Seu rosto, no vívido círculo da lâmpada, era sem dúvida o de um ancião, mas com algo inquebrável e ainda imortal. Leu com lenta precisão duas versões de um mesmo capítulo épico. Na primeira, um exército marcha para uma batalha através de uma montanha deserta; o horror das pedras e da sombra leva-o a menosprezar a vida e consegue facilmente a vitória; na segunda, o mesmo exército atravessa um palácio onde há uma festa; resplandecente batalha se lhe afigura uma continuação da festa e obtém a vitória.   Eu escutava com apropriada veneração essas velhas ficções, talvez menos admiráveis que o fato de terem sido ideadas pelo meu sangue e que um homem de um império remoto as restituísse a mim, no curso de uma desesperada aventura, numa ilha ocidental. Lembro-me das palavras finais, repetidas em cada versão como um mandamento secreto: Assim como combateram os heróis, tranquilo o admirável coração, violenta a espada, resignados a matar e morrer.

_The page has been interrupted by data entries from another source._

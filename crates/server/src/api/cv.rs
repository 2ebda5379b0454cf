use crate::error::{Result, ServiceError};
use crate::state::AppState;
use axum::{
    extract::{Query, State},
    http::{HeaderValue, StatusCode, header},
    response::IntoResponse,
};
use vitae_pipeline::CvRequest;

/// CV download endpoint. Assembly is CPU- and IO-bound (rendering,
/// certificate fetching, PDF merging), so it runs on the blocking
/// pool.
pub async fn download_cv(
    State(state): State<AppState>,
    Query(request): Query<CvRequest>,
) -> Result<impl IntoResponse> {
    tracing::info!(custom = request.is_custom(), "CV generation request");

    let assembler = state.assembler.clone();
    let cv = tokio::task::spawn_blocking(move || assembler.assemble(&request))
        .await
        .map_err(|e| ServiceError::Internal(format!("assembly task panicked: {}", e)))??;

    tracing::info!(bytes = cv.bytes.len(), filename = %cv.filename, "CV assembled");

    let disposition = HeaderValue::from_str(&format!("inline; filename=\"{}\"", cv.filename))
        .unwrap_or_else(|_| HeaderValue::from_static("inline; filename=\"CV.pdf\""));

    Ok((
        StatusCode::OK,
        [
            (
                header::CONTENT_TYPE,
                HeaderValue::from_static("application/pdf"),
            ),
            (header::CONTENT_DISPOSITION, disposition),
        ],
        cv.bytes,
    ))
}
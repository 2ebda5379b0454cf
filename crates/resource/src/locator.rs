//! Filesystem-backed URI resolution for media and static assets.

use crate::UriResolver;
use std::path::{Path, PathBuf};

/// Resolves public URL prefixes to filesystem paths.
///
/// Rules, applied in order:
/// 1. URIs with an absolute scheme (`http`, `https`, `data`) pass
///    through unchanged; the transport layer resolves them later.
/// 2. URIs under the media public prefix rewrite to the media root.
/// 3. URIs under the static public prefix rewrite to the static root.
/// 4. The rewritten path is returned only if the file exists.
/// 5. Static URIs that miss the static root are retried against the
///    configured static search paths (assets not collected into the
///    primary static root).
/// 6. Anything else comes back unchanged.
#[derive(Debug, Clone)]
pub struct ResourceLocator {
    media_url: String,
    media_root: PathBuf,
    static_url: String,
    static_root: PathBuf,
    static_search_paths: Vec<PathBuf>,
}

impl ResourceLocator {
    pub fn new(
        media_url: impl Into<String>,
        media_root: impl Into<PathBuf>,
        static_url: impl Into<String>,
        static_root: impl Into<PathBuf>,
    ) -> Self {
        Self {
            media_url: media_url.into(),
            media_root: media_root.into(),
            static_url: static_url.into(),
            static_root: static_root.into(),
            static_search_paths: Vec::new(),
        }
    }

    /// Adds secondary directories searched for static assets missing
    /// from the static root.
    pub fn with_static_search_paths<I, P>(mut self, paths: I) -> Self
    where
        I: IntoIterator<Item = P>,
        P: Into<PathBuf>,
    {
        self.static_search_paths = paths.into_iter().map(Into::into).collect();
        self
    }

    pub fn media_root(&self) -> &Path {
        &self.media_root
    }

    fn has_absolute_scheme(uri: &str) -> bool {
        uri.starts_with("http://") || uri.starts_with("https://") || uri.starts_with("data:")
    }
}

impl UriResolver for ResourceLocator {
    fn resolve(&self, uri: &str) -> String {
        if Self::has_absolute_scheme(uri) {
            return uri.to_string();
        }

        let (relative, under_static) = if let Some(rest) = uri.strip_prefix(&self.media_url) {
            (rest, false)
        } else if let Some(rest) = uri.strip_prefix(&self.static_url) {
            (rest, true)
        } else {
            // Not under a known public prefix.
            return uri.to_string();
        };

        let root = if under_static {
            &self.static_root
        } else {
            &self.media_root
        };
        let candidate = root.join(relative);
        if candidate.is_file() {
            return candidate.to_string_lossy().into_owned();
        }

        if under_static {
            for dir in &self.static_search_paths {
                let fallback = dir.join(relative);
                if fallback.is_file() {
                    return fallback.to_string_lossy().into_owned();
                }
            }
        }

        log::debug!("resource '{}' did not resolve to a file, passing through", uri);
        uri.to_string()
    }

    fn name(&self) -> &'static str {
        "ResourceLocator"
    }
}

#[cfg(test)]
mod tests {
    use super::*;
    use std::fs;
    use tempfile::tempdir;

    fn locator_with_roots(media: &Path, statics: &Path) -> ResourceLocator {
        ResourceLocator::new("/media/", media, "/static/", statics)
    }

    #[test]
    fn test_absolute_uris_pass_through() {
        let dir = tempdir().unwrap();
        let locator = locator_with_roots(dir.path(), dir.path());

        let uri = "https://cdn.example.com/logo.png";
        assert_eq!(locator.resolve(uri), uri);
        assert_eq!(locator.resolve("http://x.test/a.css"), "http://x.test/a.css");
        assert_eq!(locator.resolve("data:image/png;base64,AAAA"), "data:image/png;base64,AAAA");
    }

    #[test]
    fn test_media_uri_rewrites_to_media_root() {
        let media = tempdir().unwrap();
        let statics = tempdir().unwrap();
        fs::create_dir(media.path().join("perfil")).unwrap();
        fs::write(media.path().join("perfil/photo.jpg"), b"jpg").unwrap();

        let locator = locator_with_roots(media.path(), statics.path());
        let resolved = locator.resolve("/media/perfil/photo.jpg");
        assert_eq!(
            resolved,
            media.path().join("perfil/photo.jpg").to_string_lossy()
        );
    }

    #[test]
    fn test_static_uri_rewrites_to_static_root() {
        let media = tempdir().unwrap();
        let statics = tempdir().unwrap();
        fs::write(statics.path().join("cv.css"), b"body{}").unwrap();

        let locator = locator_with_roots(media.path(), statics.path());
        let resolved = locator.resolve("/static/cv.css");
        assert_eq!(resolved, statics.path().join("cv.css").to_string_lossy());
    }

    #[test]
    fn test_missing_file_returns_uri_unchanged() {
        let dir = tempdir().unwrap();
        let locator = locator_with_roots(dir.path(), dir.path());

        assert_eq!(locator.resolve("/media/missing.png"), "/media/missing.png");
    }

    #[test]
    fn test_unknown_prefix_returns_uri_unchanged() {
        let dir = tempdir().unwrap();
        let locator = locator_with_roots(dir.path(), dir.path());

        assert_eq!(locator.resolve("/other/file.png"), "/other/file.png");
    }

    #[test]
    fn test_static_search_path_fallback() {
        let media = tempdir().unwrap();
        let statics = tempdir().unwrap();
        let extra = tempdir().unwrap();
        fs::write(extra.path().join("icons.css"), b"x").unwrap();

        let locator = locator_with_roots(media.path(), statics.path())
            .with_static_search_paths([extra.path()]);

        let resolved = locator.resolve("/static/icons.css");
        assert_eq!(resolved, extra.path().join("icons.css").to_string_lossy());
    }

    #[test]
    fn test_fallback_does_not_apply_to_media_uris() {
        let media = tempdir().unwrap();
        let statics = tempdir().unwrap();
        let extra = tempdir().unwrap();
        fs::write(extra.path().join("photo.jpg"), b"x").unwrap();

        let locator = locator_with_roots(media.path(), statics.path())
            .with_static_search_paths([extra.path()]);

        // The search paths are a static-asset mechanism only.
        assert_eq!(locator.resolve("/media/photo.jpg"), "/media/photo.jpg");
    }

    #[test]
    fn test_resolution_is_idempotent() {
        let media = tempdir().unwrap();
        let statics = tempdir().unwrap();
        fs::write(media.path().join("a.png"), b"png").unwrap();

        let locator = locator_with_roots(media.path(), statics.path());
        let first = locator.resolve("/media/a.png");
        let second = locator.resolve("/media/a.png");
        assert_eq!(first, second);

        let miss_first = locator.resolve("/media/b.png");
        let miss_second = locator.resolve("/media/b.png");
        assert_eq!(miss_first, miss_second);
    }
}
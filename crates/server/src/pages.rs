//! Public portfolio pages.
//!
//! Server-rendered HTML over the same repository the PDF pipeline
//! reads. The profile context is filtered through the privacy
//! switches before it reaches a template; templates never see data
//! the owner chose to hide.

use handlebars::Handlebars;
use serde_json::{Value, json};
use vitae_model::{ContentRepository, Profile};

const HEADER: &str = r##"<header>
  <h1><a href="/">{{#if profile}}{{profile.first_name}} {{profile.last_name}}{{else}}Curriculum{{/if}}</a></h1>
  <nav>
    <a href="/experiencia">Experience</a>
    <a href="/educacion">Education</a>
    <a href="/reconocimientos">Recognitions</a>
    <a href="/proyectos">Projects</a>
    <a href="/venta">For Sale</a>
    <a href="/cv/pdf">Download CV</a>
  </nav>
</header>"##;

const HOME: &str = r##"<html>
<head><title>{{title}}</title><link rel="stylesheet" href="/static/site.css"/></head>
<body>
{{> header}}
<main>
  {{#if profile}}
  {{#if profile.photo}}<img src="{{profile.photo}}" alt="photo"/>{{/if}}
  {{#if profile.bio}}<p>{{profile.bio}}</p>{{/if}}
  <ul>
    <li>{{profile.email}}</li>
    {{#if profile.phone}}<li>{{profile.phone}}</li>{{/if}}
    {{#if profile.home_address}}<li>{{profile.home_address}}</li>{{/if}}
    {{#if profile.website}}<li><a href="{{profile.website}}">{{profile.website}}</a></li>{{/if}}
    {{#if profile.linkedin_url}}<li><a href="{{profile.linkedin_url}}">LinkedIn</a></li>{{/if}}
    {{#if profile.github_url}}<li><a href="{{profile.github_url}}">GitHub</a></li>{{/if}}
  </ul>
  {{else}}
  <p>No profile has been published yet.</p>
  {{/if}}
</main>
</body>
</html>"##;

const EXPERIENCE: &str = r##"<html>
<head><title>{{title}}</title><link rel="stylesheet" href="/static/site.css"/></head>
<body>
{{> header}}
<main>
  <h2>Work Experience</h2>
  {{#each experience}}
  <article>
    <h3>{{position}} - {{company}}</h3>
    <p>{{start_date}}{{#if end_date}} to {{end_date}}{{else}} to date{{/if}} | {{location}}</p>
    <p>{{description}}</p>
  </article>
  {{/each}}
</main>
</body>
</html>"##;

const EDUCATION: &str = r##"<html>
<head><title>{{title}}</title><link rel="stylesheet" href="/static/site.css"/></head>
<body>
{{> header}}
<main>
  <h2>Education</h2>
  {{#each education}}
  <article>
    <h3>{{degree}}</h3>
    <p>{{institution}}, {{start_date}}{{#if end_date}} to {{end_date}}{{else}} (ongoing){{/if}}</p>
  </article>
  {{/each}}
  <h2>Courses and Training</h2>
  {{#each courses}}
  <article>
    <h3>{{name}}</h3>
    <p>{{institution}} | {{hours}} academic hours | {{completed_on}}</p>
  </article>
  {{/each}}
</main>
</body>
</html>"##;

const RECOGNITIONS: &str = r##"<html>
<head><title>{{title}}</title><link rel="stylesheet" href="/static/site.css"/></head>
<body>
{{> header}}
<main>
  <h2>Recognitions and Awards</h2>
  {{#each recognitions}}
  <article>
    <h3>{{name}}</h3>
    <p>{{institution}} | {{awarded_on}}{{#if registry_code}} | Reg. {{registry_code}}{{/if}}</p>
  </article>
  {{/each}}
  <h2>Academic Products</h2>
  {{#each academic_products}}
  <article>
    <h3>{{title}}</h3>
    <p>{{publisher}} | {{published_on}}{{#if url}} | <a href="{{url}}">link</a>{{/if}}</p>
  </article>
  {{/each}}
</main>
</body>
</html>"##;

const PROJECTS: &str = r##"<html>
<head><title>{{title}}</title><link rel="stylesheet" href="/static/site.css"/></head>
<body>
{{> header}}
<main>
  <h2>Projects</h2>
  {{#each projects}}
  <article>
    <h3>{{name}}</h3>
    <p>{{date}}{{#if registry_id}} | {{registry_id}}{{/if}}{{#if demo_url}} | <a href="{{demo_url}}">demo</a>{{/if}}</p>
    <p>{{description}}</p>
  </article>
  {{/each}}
</main>
</body>
</html>"##;

const SALE: &str = r##"<html>
<head><title>{{title}}</title><link rel="stylesheet" href="/static/site.css"/></head>
<body>
{{> header}}
<main>
  <h2>Items for Sale</h2>
  {{#each sale_items}}
  <article>
    {{#if image}}<img src="{{image}}" alt="{{name}}"/>{{/if}}
    <h3>{{name}}</h3>
    <p>${{price}} | condition: {{condition}} | stock: {{stock}}</p>
    <p>{{description}}</p>
  </article>
  {{/each}}
</main>
</body>
</html>"##;

/// One value per public page route.
#[derive(Debug, Clone, Copy, PartialEq, Eq)]
pub enum PublicPage {
    Home,
    Experience,
    Education,
    Recognitions,
    Projects,
    Sale,
}

impl PublicPage {
    fn template_name(self) -> &'static str {
        match self {
            PublicPage::Home => "home",
            PublicPage::Experience => "experience",
            PublicPage::Education => "education",
            PublicPage::Recognitions => "recognitions",
            PublicPage::Projects => "projects",
            PublicPage::Sale => "sale",
        }
    }
}

pub struct PageRenderer {
    registry: Handlebars<'static>,
}

impl PageRenderer {
    pub fn new() -> Result<Self, handlebars::TemplateError> {
        let mut registry = Handlebars::new();
        registry.register_partial("header", HEADER)?;
        registry.register_template_string("home", HOME)?;
        registry.register_template_string("experience", EXPERIENCE)?;
        registry.register_template_string("education", EDUCATION)?;
        registry.register_template_string("recognitions", RECOGNITIONS)?;
        registry.register_template_string("projects", PROJECTS)?;
        registry.register_template_string("sale", SALE)?;
        Ok(Self { registry })
    }

    pub fn render(
        &self,
        page: PublicPage,
        repository: &dyn ContentRepository,
    ) -> Result<String, handlebars::RenderError> {
        let profile = repository.profile();
        let title = profile
            .as_ref()
            .map(Profile::full_name)
            .unwrap_or_else(|| "Curriculum".to_string());
        let mut data = serde_json::Map::new();
        data.insert("title".into(), json!(title));
        data.insert(
            "profile".into(),
            profile.map(|p| public_profile(&p)).unwrap_or(Value::Null),
        );
        match page {
            PublicPage::Home => {}
            PublicPage::Experience => {
                data.insert("experience".into(), to_value(repository.experience()));
            }
            PublicPage::Education => {
                data.insert("education".into(), to_value(repository.education()));
                data.insert("courses".into(), to_value(repository.courses()));
            }
            PublicPage::Recognitions => {
                data.insert("recognitions".into(), to_value(repository.recognitions()));
                data.insert(
                    "academic_products".into(),
                    to_value(repository.academic_products()),
                );
            }
            PublicPage::Projects => {
                data.insert("projects".into(), to_value(repository.projects()));
            }
            PublicPage::Sale => {
                data.insert("sale_items".into(), to_value(repository.sale_items()));
            }
        }

        self.registry
            .render(page.template_name(), &Value::Object(data))
    }
}

fn to_value<T: serde::Serialize>(items: Vec<T>) -> Value {
    serde_json::to_value(items).unwrap_or(Value::Array(Vec::new()))
}

/// Applies the profile's privacy switches: hidden fields are removed
/// from the context entirely.
fn public_profile(profile: &Profile) -> Value {
    let mut value = serde_json::to_value(profile).unwrap_or(Value::Null);
    if let Some(fields) = value.as_object_mut() {
        if !profile.show_phone {
            fields.remove("phone");
            fields.remove("landline");
        }
        if !profile.show_home_address {
            fields.remove("home_address");
        }
        // Never exposed on public pages.
        fields.remove("id_number");
        fields.remove("birth_date");
    }
    value
}

#[cfg(test)]
mod tests {
    use super::*;
    use vitae_model::InMemoryRepository;

    fn repo(show_phone: bool) -> InMemoryRepository {
        InMemoryRepository::from_json(&format!(
            r#"{{
                "profiles": [{{
                    "id_number": "1712345678",
                    "first_name": "Ana",
                    "last_name": "Mora",
                    "phone": "0991234567",
                    "email": "ana@example.com",
                    "home_address": "Calle Falsa 123",
                    "show_phone": {show_phone}
                }}],
                "experience": [
                    {{"position": "Engineer", "company": "Acme", "start_date": "2020-01-01"}}
                ]
            }}"#
        ))
        .unwrap()
    }

    #[test]
    fn test_home_page_respects_privacy_switches() {
        let renderer = PageRenderer::new().unwrap();

        let html = renderer.render(PublicPage::Home, &repo(true)).unwrap();
        assert!(html.contains("0991234567"));
        // Home address defaults to hidden.
        assert!(!html.contains("Calle Falsa"));
        assert!(!html.contains("1712345678"));

        let html = renderer.render(PublicPage::Home, &repo(false)).unwrap();
        assert!(!html.contains("0991234567"));
    }

    #[test]
    fn test_experience_page_lists_entries() {
        let renderer = PageRenderer::new().unwrap();
        let html = renderer.render(PublicPage::Experience, &repo(true)).unwrap();
        assert!(html.contains("Engineer - Acme"));
    }

    #[test]
    fn test_pages_render_without_a_profile() {
        let renderer = PageRenderer::new().unwrap();
        let repo = InMemoryRepository::from_json("{}").unwrap();
        let html = renderer.render(PublicPage::Home, &repo).unwrap();
        assert!(html.contains("No profile has been published yet."));
    }
}
//! The PDF assembly pipeline.
//!
//! One request flows through a fixed sequence: derive the section
//! inclusion set, query the content repository, render and convert the
//! section blocks, merge fetched certificate attachments, stamp page
//! numbers, serialize. Only a top-block conversion failure aborts a
//! request; everything else is logged and skipped.

mod assembler;
mod fetch;
mod filter;
mod request;

pub use assembler::{AssembleError, AssembledCv, CvAssembler};
pub use fetch::{CertificateFetcher, DEFAULT_FETCH_TIMEOUT, FetchError};
pub use filter::SectionInclusionSet;
pub use request::CvRequest;

#[cfg(test)]
pub(crate) mod test_support {
    use std::io::{Read, Write};
    use std::net::TcpListener;
    use std::thread;

    /// Binds a loopback listener that answers exactly one HTTP request
    /// with the given raw response, returning the base URL.
    pub fn serve_one_response(response: &'static str) -> String {
        let listener = TcpListener::bind("127.0.0.1:0").unwrap();
        let addr = listener.local_addr().unwrap();
        thread::spawn(move || {
            if let Ok((mut stream, _)) = listener.accept() {
                let mut buf = [0u8; 1024];
                let _ = stream.read(&mut buf);
                let _ = stream.write_all(response.as_bytes());
            }
        });
        format!("http://{}", addr)
    }
}
pub mod cv;
pub mod health;
pub mod pages;

pub use cv::download_cv;
pub use health::health_check;
pub use pages::{
    education_page, experience_page, home_page, projects_page, recognitions_page, sale_page,
};
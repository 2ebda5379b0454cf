//! Domain records and the content repository abstraction.
//!
//! Every record type carries a visibility switch and a canonical date
//! used for ordering. The ordering is declared once, here, and is the
//! only ordering the rest of the pipeline ever sees: canonical date
//! descending, with equal dates keeping their insertion order.

mod error;
mod records;
mod repository;

pub use error::ModelError;
pub use records::{
    AcademicProduct, CourseEntry, EducationEntry, ExperienceEntry, FileRef, HasCertificate,
    Profile, ProjectEntry, RecognitionEntry, SaleCondition, SaleItem,
};
pub use repository::{ContentRepository, CvData, InMemoryRepository};
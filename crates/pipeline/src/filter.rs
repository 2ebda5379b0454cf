//! Section inclusion decisions, computed once per request.

use crate::request::{CvRequest, ORIGIN_CUSTOM, TOGGLE_ON};

/// One inclusion flag per content category. Transient: derived from
/// the request, never persisted.
///
/// Custom mode is fail-closed: a toggle that is unset, empty, or
/// anything other than `"on"` excludes its category.
#[derive(Debug, Clone, Copy, PartialEq, Eq)]
pub struct SectionInclusionSet {
    pub experience: bool,
    pub education: bool,
    pub recognitions: bool,
    pub projects: bool,
    pub sales: bool,
    pub academic_products: bool,
}

impl SectionInclusionSet {
    pub fn all() -> Self {
        Self {
            experience: true,
            education: true,
            recognitions: true,
            projects: true,
            sales: true,
            academic_products: true,
        }
    }

    pub fn from_request(request: &CvRequest) -> Self {
        if request.origen.as_deref() != Some(ORIGIN_CUSTOM) {
            return Self::all();
        }
        let on = |toggle: &Option<String>| toggle.as_deref() == Some(TOGGLE_ON);
        Self {
            experience: on(&request.experiencia),
            education: on(&request.educacion),
            recognitions: on(&request.reconocimientos),
            projects: on(&request.proyectos),
            sales: on(&request.venta),
            academic_products: on(&request.productos_academicos),
        }
    }

    /// The course category has no toggle of its own; it rides the
    /// education toggle.
    pub fn courses(&self) -> bool {
        self.education
    }
}
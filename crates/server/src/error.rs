use axum::{
    Json,
    http::StatusCode,
    response::{IntoResponse, Response},
};
use serde_json::json;
use vitae_pipeline::AssembleError;

#[derive(Debug, thiserror::Error)]
pub enum ServiceError {
    #[error("CV assembly failed: {0}")]
    Assembly(#[from] AssembleError),

    #[error("Page rendering failed: {0}")]
    Page(#[from] handlebars::RenderError),

    #[error("Internal error: {0}")]
    Internal(String),
}

impl IntoResponse for ServiceError {
    fn into_response(self) -> Response {
        let (status, code, message) = match self {
            Self::Assembly(ref e) => {
                tracing::error!("CV assembly failed: {}", e);
                (
                    StatusCode::INTERNAL_SERVER_ERROR,
                    "AssemblyFailed",
                    format!("CV generation error: {}", e),
                )
            }
            Self::Page(_) | Self::Internal(_) => {
                tracing::error!("Internal error: {}", self);
                (
                    StatusCode::INTERNAL_SERVER_ERROR,
                    "InternalError",
                    "An internal error occurred".to_string(),
                )
            }
        };

        let body = Json(json!({
            "error": code,
            "message": message,
        }));

        (status, body).into_response()
    }
}

pub type Result<T> = std::result::Result<T, ServiceError>;
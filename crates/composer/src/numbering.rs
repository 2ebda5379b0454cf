//! Page numbering for a fully merged document.
//!
//! Stamping happens once, after every merge: the label must reflect
//! the true final page count, which is unknown until certificate
//! attachments are in. Callers that need a fallback to the unstamped
//! document should stamp a clone.

use crate::{ComposerError, overlay_page};
use lopdf::content::{Content, Operation};
use lopdf::{Dictionary, Document, Object, ObjectId, dictionary};

/// Font resource key injected into each stamped page.
const LABEL_FONT_KEY: &str = "Fvpn";
const LABEL_FONT_SIZE: f64 = 9.0;
/// Baseline distance from the bottom edge, in points.
const LABEL_BASELINE: f64 = 30.0;
/// Average Helvetica glyph advance as a fraction of the font size,
/// close enough for centering a short label.
const GLYPH_ADVANCE: f64 = 0.5;

/// Overlays a centered `Page i of N` label near the bottom margin of
/// every page, where `N` is the document's current page count.
///
/// Original page content and size are preserved. Calling this twice
/// would double-stamp; it is the caller's job to stamp exactly once,
/// at the end of assembly.
pub fn stamp_page_numbers(doc: &mut Document) -> Result<(), ComposerError> {
    let pages = doc.get_pages();
    let total = pages.len();
    if total == 0 {
        return Ok(());
    }

    // Resolve widths and build the overlays up front; failures here
    // leave the document untouched.
    let mut overlays: Vec<(ObjectId, Vec<u8>)> = Vec::with_capacity(total);
    for (&number, &page_id) in &pages {
        let width = page_width(doc, page_id);
        let label = format!("Page {} of {}", number, total);
        overlays.push((page_id, label_stream(&label, width)?));
    }

    let font_id = doc.add_object(dictionary! {
        "Type" => "Font",
        "Subtype" => "Type1",
        "BaseFont" => "Helvetica",
        "Encoding" => "WinAnsiEncoding",
    });

    for (page_id, content) in overlays {
        ensure_label_font(doc, page_id, font_id)?;
        overlay_page(doc, page_id, content)?;
    }

    log::debug!("stamped page numbers on {} pages", total);
    Ok(())
}

fn label_stream(label: &str, page_width: f64) -> Result<Vec<u8>, ComposerError> {
    let text_width = label.chars().count() as f64 * LABEL_FONT_SIZE * GLYPH_ADVANCE;
    let x = ((page_width - text_width) / 2.0).max(0.0);

    let content = Content {
        operations: vec![
            Operation::new("BT", vec![]),
            Operation::new("Tf", vec![LABEL_FONT_KEY.into(), LABEL_FONT_SIZE.into()]),
            Operation::new("Td", vec![x.into(), LABEL_BASELINE.into()]),
            Operation::new("Tj", vec![Object::string_literal(label)]),
            Operation::new("ET", vec![]),
        ],
    };
    Ok(content.encode()?)
}

/// Width of the page's MediaBox, following the Parent chain for
/// inherited boxes. Falls back to US Letter width when unresolvable,
/// which only shifts the label slightly off-center.
fn page_width(doc: &Document, page_id: ObjectId) -> f64 {
    let mut current = page_id;
    for _ in 0..16 {
        let Ok(dict) = doc.get_dictionary(current) else {
            break;
        };
        if let Ok(media_box) = dict.get(b"MediaBox")
            && let Some(width) = media_box_width(doc, media_box)
        {
            return width;
        }
        match dict.get(b"Parent").and_then(|p| p.as_reference()) {
            Ok(parent) => current = parent,
            Err(_) => break,
        }
    }
    612.0
}

fn media_box_width(doc: &Document, media_box: &Object) -> Option<f64> {
    let resolved = match media_box {
        Object::Reference(id) => doc.get_object(*id).ok()?,
        other => other,
    };
    let coords = resolved.as_array().ok()?;
    let x0 = coords.first()?.as_float().ok()? as f64;
    let x1 = coords.get(2)?.as_float().ok()? as f64;
    (x1 > x0).then_some(x1 - x0)
}

/// Makes the label font reachable from the page's resource dictionary.
///
/// Handles inline, referenced, and missing `/Resources`, and a `/Font`
/// entry that is itself a reference. Pages sharing one resources
/// dictionary get the entry set repeatedly, which is harmless.
fn ensure_label_font(
    doc: &mut Document,
    page_id: ObjectId,
    font_id: ObjectId,
) -> Result<(), ComposerError> {
    enum Resources {
        Inline,
        Referenced(ObjectId),
        Missing,
    }

    let location = {
        let page = doc.get_dictionary(page_id)?;
        match page.get(b"Resources") {
            Ok(Object::Reference(id)) => Resources::Referenced(*id),
            Ok(_) => Resources::Inline,
            Err(_) => Resources::Missing,
        }
    };

    let deferred_font_dict = match location {
        Resources::Missing => {
            let page = doc.get_object_mut(page_id)?.as_dict_mut()?;
            page.set(
                "Resources",
                dictionary! {
                    "Font" => dictionary! { LABEL_FONT_KEY => Object::Reference(font_id) },
                },
            );
            None
        }
        Resources::Inline => {
            let page = doc.get_object_mut(page_id)?.as_dict_mut()?;
            let resources = page
                .get_mut(b"Resources")
                .map_err(ComposerError::from)?
                .as_dict_mut()?;
            set_font_entry(resources, font_id)
        }
        Resources::Referenced(resources_id) => {
            let resources = doc.get_object_mut(resources_id)?.as_dict_mut()?;
            set_font_entry(resources, font_id)
        }
    };

    // A /Font entry that is a reference must be patched separately to
    // keep the borrow checker happy.
    if let Some(font_dict_id) = deferred_font_dict {
        let fonts = doc.get_object_mut(font_dict_id)?.as_dict_mut()?;
        fonts.set(LABEL_FONT_KEY, Object::Reference(font_id));
    }

    Ok(())
}

/// Sets the label font in `resources`, returning the id of a
/// referenced `/Font` dictionary when it cannot be mutated in place.
fn set_font_entry(resources: &mut Dictionary, font_id: ObjectId) -> Option<ObjectId> {
    match resources.get_mut(b"Font") {
        Ok(Object::Dictionary(fonts)) => {
            fonts.set(LABEL_FONT_KEY, Object::Reference(font_id));
            None
        }
        Ok(Object::Reference(id)) => Some(*id),
        _ => {
            resources.set(
                "Font",
                dictionary! { LABEL_FONT_KEY => Object::Reference(font_id) },
            );
            None
        }
    }
}
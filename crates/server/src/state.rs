use crate::config::Config;
use crate::pages::PageRenderer;
use std::sync::Arc;
use vitae_model::ContentRepository;
use vitae_pipeline::CvAssembler;

/// Shared application state accessible to all handlers.
#[derive(Clone)]
pub struct AppState {
    /// Builds the CV PDF for one request at a time.
    pub assembler: Arc<CvAssembler>,

    /// Read-only content behind every page and the PDF endpoint.
    pub repository: Arc<dyn ContentRepository>,

    /// Renders the public HTML pages.
    pub pages: Arc<PageRenderer>,

    /// Configuration
    pub config: Arc<Config>,
}

impl AppState {
    pub fn new(
        assembler: CvAssembler,
        repository: Arc<dyn ContentRepository>,
        pages: PageRenderer,
        config: Config,
    ) -> Self {
        Self {
            assembler: Arc::new(assembler),
            repository,
            pages: Arc::new(pages),
            config: Arc::new(config),
        }
    }
}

A partir desse instante, senti ao meu redor e no meu pobre corpo uma invisível, intangível pululação. Não a pululação dos divergentes, paralelos e finalmente coalescentes exércitos, porém uma agitação mais inacessível, mais íntima e que eles de certo modo prefiguravam. Stephen Albert continuou:
_ Não acredito que seu ilustre antepassado brincasse ociosamente com as variações. Não julgo verosímil que sacrificasse treze anos à infinita execução de um experimento retórico. Em seu país, o romance é um género subalterno; naquele tempo era um género desprezível. Ts´sui Pen foi um romancista genial, mas também foi um homem de letras que sem dúvida não se considerou um simples romancista. O testemunho de seus contemporâneos proclama – e fartamente o confirma sua vida – suas inclinações metafísicas, místicas. A controvérsia filosófica usurpa boa parte do romance. Sei que de todos os problemas, nenhum o inquietou e ocupou como o abismal problema do tempo. Pois bem, esse é o único problema que não figura nas páginas do jardim. Nem sequer emprega a palavra que significa tempo. Como explica o senhor essa voluntária omissão?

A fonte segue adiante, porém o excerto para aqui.